I have to confess David Hockney always remained a bit under my radar – when I was younger and wilder, I probably thought him too conventional or so, and more importantly, it seems as if the museums I’ve visited the last 20 years in the various cities around the world didn’t have many of his paintings on display. I really cannot recall seeing a Hockney in real life – although I must have, I’m sure. But when I learned of the Van Gogh & Hockney exhibition in the Van Gogh Museum in Amsterdam in 2019 it was as if I was struck by lightning. Hockney’s landscape paintings of the last 15 years are among the best landscapes I know in the history of painting.
I’ve tried to remedy my ignorance by reading about him, and I have to say, I’m very much looking forward to the double exhibition in Bozar, Brussels, later this year.
DAVID HOCKNEY. A CHRONOLOGY. – Hans Werner Holzwarth, David Hockney, Jean-Pierre Gonçalves de Lima & Lutz Eitel (2020)

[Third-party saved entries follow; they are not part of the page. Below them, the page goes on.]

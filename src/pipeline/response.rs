// Response assembly: packages the score and every contributing signal.
//
// Optional sections appear only when their source produced a result:
// ai_* keys only with a sentiment result, face/deepfake keys only with an
// image result.

use serde::{Deserialize, Serialize};
use serde_json::{json, Map, Value};

use crate::media::ImageAuthenticityResult;
use crate::output::truncate_chars;
use crate::scoring::{CredibilityScore, CredibilityStatus};
use crate::sentiment::SentimentResult;
use crate::signals::TextSignals;

/// Length of the text preview echoed back in details.
const PREVIEW_CHARS: usize = 100;

/// What the caller gets back.
#[derive(Debug, Clone, PartialEq, Serialize, Deserialize)]
pub struct AnalysisResponse {
    pub score: u8,
    pub status: CredibilityStatus,
    pub message: String,
    pub color: String,
    pub details: Map<String, Value>,
}

/// Merge all pipeline outputs into an AnalysisResponse.
pub fn assemble(
    text: &str,
    signals: &TextSignals,
    score: &CredibilityScore,
    sentiment: Option<&SentimentResult>,
    image: Option<&ImageAuthenticityResult>,
) -> AnalysisResponse {
    let mut details = Map::new();

    details.insert("word_count".into(), json!(signals.word_count));
    details.insert("has_sources".into(), json!(signals.has_sources));
    details.insert("has_urls".into(), json!(signals.has_urls));
    details.insert("has_clickbait".into(), json!(signals.has_clickbait));
    details.insert("has_all_caps".into(), json!(signals.has_all_caps));
    details.insert("exclamation_count".into(), json!(signals.exclamation_count));
    details.insert("question_count".into(), json!(signals.question_count));
    details.insert("suspicious_words".into(), json!(signals.suspicious_word_count));
    details.insert("reliable_indicators".into(), json!(signals.reliable_word_count));
    details.insert(
        "tweet_preview".into(),
        json!(truncate_chars(text, PREVIEW_CHARS)),
    );

    let method = if sentiment.is_some() {
        "heuristic+sentiment"
    } else {
        "heuristic"
    };
    details.insert("analysis_method".into(), json!(method));

    if let Some(s) = sentiment {
        details.insert("ai_sentiment".into(), json!(s.label.as_str()));
        details.insert("ai_confidence".into(), json!(s.confidence));
        details.insert(
            "ai_classification".into(),
            json!(format!("sentiment: {}", s.label.as_str().to_lowercase())),
        );
    }

    if let Some(img) = image {
        details.insert("face_detected".into(), json!(img.face_detected));
        details.insert("face_emotion".into(), json!(img.dominant_emotion));
        details.insert("face_age".into(), json!(img.estimated_age));
        details.insert("face_gender".into(), json!(img.dominant_gender));
        details.insert("deepfake_detected".into(), json!(img.deepfake_detected));
        details.insert("authenticity_score".into(), json!(img.authenticity_score));
        details.insert("deepfake_risk".into(), json!(img.risk_level.as_str()));
        details.insert("image_status".into(), json!(img.status.as_str()));
        details.insert("deepfake_indicators".into(), json!(img.indicators));
    }

    AnalysisResponse {
        score: score.score,
        status: score.status,
        message: score.status.message().to_string(),
        color: score.status.color().to_string(),
        details,
    }
}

This budget Taschen book – 20 euros, like the stellar Basquiat in the same 40th Anniversary Edition series – is a marvel. 511 pages, excellent reproductions and an authoritative, clear text by Lutz Eitel.
IT is a newly assembled edition from the SUMO size David Hockney: A Bigger Book and the chronology volume that accompanied that expensive limited edition mammoth. It is the only career spanning monograph in existence I know of. There’s 2007’s Hockney’s pictures by Thames & Hudson, but that is very, very low on text.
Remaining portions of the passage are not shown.